→ Data to use
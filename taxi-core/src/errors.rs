//! Errors.

use thiserror::Error;

use crate::graph::Node;

/// Graph construction and query errors.
#[derive(Error, Clone, PartialEq, Debug)]
pub enum GraphError {
    #[error("Invalid edge {from} -> {to}: cost {cost} must be finite and non-negative")]
    InvalidEdge { from: Node, to: Node, cost: f64 },

    #[error("No such node: {0}")]
    NoSuchNode(Node),
}

/// Errors raised while collecting trips for a client.
#[derive(Error, Clone, PartialEq, Debug)]
pub enum TripError {
    #[error("Route search failed: {0}")]
    Graph(#[from] GraphError),
}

→ What you have to do
Reproduce, exactly, all the lines shown above.

→ Written solution
filename taxi-core/src/errors.rs
//! Errors.

use thiserror::Error;

use crate::graph::Node;

/// Graph construction and query errors.
#[derive(Error, Clone, PartialEq, Debug)]
pub enum GraphError {
    #[error("Invalid edge {from} -> {to}: cost {cost} must be finite and non-negative")]
    InvalidEdge { from: Node, to: Node, cost: f64 },

    #[error("No such node: {0}")]
    NoSuchNode(Node),
}

/// Errors raised while collecting trips for a client.
#[derive(Error, Clone, PartialEq, Debug)]
pub enum TripError {
    #[error("Route search failed: {0}")]
    Graph(#[from] GraphError),
}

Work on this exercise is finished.